Perhaps the best known are the electric rays, or torpedoes, of which several kinds live in warm seas. They possess on each side of the head, behind the eyes, a large organ consisting of a number of hexagonal shaped cells rather like a honeycomb. The cells are filled with a jelly-substance, and contain a series of flat electric plates. One side, the negative side, of each plate, is supplied with very fine nerves, connected with a main nerve coming from a special part of the brain. Current passes from the upper, positive side of the organ downwards to the negative, lower side. Generally it is necessary to touch the fish in two places, completing the circuit, in order to receive a shock.
The strength of this shock depends on the size of the fish, but newly born ones only about 5 centimetres across can be made to light the bulb of a pocket flashlight for a few moments, while a fully grown torpedo gives a shock capable of knocking a man down, and, if suitable wires are connected, will operate a small electric motor for several minutes.
Another famous example is the electric eel. This fish gives an even more powerful shock. The system is different from that of the torpedo in that the electric plates run longitudinally and are supplied with nerves from the spinal cord. Consequently, the current passes along the fish from head to tail. The electric organs of these fish are really altered muscles and like all muscles are apt to tire, so they are not able to produce electricity for very long. People in some parts of South America who value the electric eel as food, take advantage of this fact by driving horses into the water against which the fish discharge their electricity. The horses are less affected than a man would be, and when the electric eels have exhausted themselves, they can be caught without danger.
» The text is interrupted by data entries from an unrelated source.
use std::sync::Arc;

use sonic_dna::{
    CachedGenerator, DigestAlgorithm, DnaConfig, ExtractOptions, FailureKind, PatternGenerator,
    PromptCache, SonicConfig, SonicDna, TemplateGenerator, commit, extract_dna,
    extract_dna_with_config, generate_blinding, verify_commitment, verify_recovery,
};

fn generated_dna(prompt: &str, salt: &str) -> (String, SonicDna) {
    let code = TemplateGenerator
        .generate(prompt)
        .expect("template generator answers")
        .code;
    let record =
        extract_dna(&code, &ExtractOptions::default().with_salt(salt)).expect("template extracts");
    (code, record)
}

#[test]
fn registration_and_recovery_hashes_match() {
    let registered = extract_dna(
        r#"s("bass").slow(2).distort(5).lpf(500)"#,
        &ExtractOptions::default().with_salt("x"),
    )
    .expect("registration");
    let recovered = extract_dna(
        r#"s("bass").lpf(500).slow(2).distort(5)"#,
        &ExtractOptions::default().with_salt("x"),
    )
    .expect("recovery");

    assert_eq!(registered.hash, recovered.hash);
    assert!(registered.same_vibe(&recovered));
}

#[test]
fn recovery_check_uses_the_registered_salt() {
    let cfg = DnaConfig::default();
    let registered =
        extract_dna(r#"s("bass").slow(2).distort(5).lpf(500)"#, &ExtractOptions::default())
            .expect("registration with fresh salt");

    assert!(
        verify_recovery(r#"s("bass").lpf(500).slow(2).distort(5)"#, &registered, &cfg)
            .expect("recovery runs")
    );
    assert!(
        !verify_recovery(r#"s("bass").lpf(500).slow(2).distort(6)"#, &registered, &cfg)
            .expect("recovery runs")
    );
}

#[test]
fn different_prompts_yield_different_vibes() {
    let (muffled_code, muffled) = generated_dna("a muffled bass line", "x");
    let (techno_code, techno) = generated_dna("fast techno at the warehouse", "x");

    assert_ne!(muffled_code, techno_code);
    assert_ne!(muffled.dna, techno.dna);
    assert_ne!(muffled.hash, techno.hash);
}

#[test]
fn prompt_generation_is_stable_through_the_cache() {
    let cache = Arc::new(PromptCache::default());
    let generator = CachedGenerator::new(TemplateGenerator, Arc::clone(&cache));

    let first = generator.generate("Muffled   BASS").expect("first");
    let second = generator.generate("muffled bass").expect("second");

    assert_eq!(first, second);
    assert_eq!(cache.len(), 1);
}

#[test]
fn hash_commitment_round_trip() {
    let record = extract_dna(r#"s("bass").lpf(500)"#, &ExtractOptions::default())
        .expect("extraction");
    let blinding = generate_blinding().expect("blinding");
    let sealed = commit(&record.hash, &blinding).expect("commit");

    assert!(verify_commitment(&sealed, &record.hash, &blinding).expect("verify"));

    let other = extract_dna(
        r#"s("bass").lpf(501)"#,
        &ExtractOptions::default().with_salt(record.salt.clone()),
    )
    .expect("other");
    assert!(!verify_commitment(&sealed, &other.hash, &blinding).expect("verify"));
}

#[test]
fn demo_path_is_labelled() {
    let record = extract_dna(r#"s("bd*4")"#, &ExtractOptions::default().with_salt("x").demo())
        .expect("demo digest");

    assert_eq!(record.algorithm, DigestAlgorithm::DemoFx);
    assert!(!record.algorithm.is_secure());
    assert_eq!(record.hash.len(), 64);

    let secure = extract_dna(r#"s("bd*4")"#, &ExtractOptions::default().with_salt("x"))
        .expect("sha256 digest");
    assert_eq!(secure.dna, record.dna);
    assert_ne!(secure.hash, record.hash);
    assert!(!secure.same_vibe(&record));

    let err = verify_recovery(r#"s("bd*4")"#, &record, &DnaConfig::default()).unwrap_err();
    assert_eq!(err.kind(), FailureKind::DigestUnavailable);
}

#[test]
fn yaml_config_drives_extraction() {
    let config = SonicConfig::from_yaml(
        r#"
version: "1.0"
dna:
  denylist: ["evaluate", "id", "gain"]
"#,
    )
    .expect("config loads");

    let record = extract_dna_with_config(
        r#"s("bd").gain(0.8)"#,
        &config.dna,
        &ExtractOptions::default().with_salt("x"),
    )
    .expect("extraction");
    assert_eq!(record.dna, "s(bd)");
}

#[test]
fn record_serializes_for_callers() {
    let record = extract_dna(r#"note("c2 eb2").s("sawtooth")"#, &ExtractOptions::default().with_salt("x"))
        .expect("extraction");
    let json = serde_json::to_value(&record).expect("serializes");

    assert_eq!(json["dna"], "note(c2 eb2)|s(sawtooth)");
    assert_eq!(json["salt"], "x");
    assert_eq!(json["algorithm"], "sha256");
    assert_eq!(json["version"], 1);

    let back: SonicDna = serde_json::from_value(json).expect("deserializes");
    assert_eq!(back, record);
}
The electric catfish of the Nile and of other African fresh waters has a different system again by which current passes over the whole body from the tail to the head. The shock given by this arrangement is not so strong as the other two, but is none the less unpleasant. The electric catfish is a slow, lazy fish, fond of gloomy places and grows to about 1 metre long; it is eaten by the Arabs in some areas.
The power of producing electricity may serve these fish both for defence and attack. If a large enemy attacks, the shock will drive it away; but it appears that the catfish and the electric eel use their current most often against smaller fish, stunning them so that they can easily be overpowered.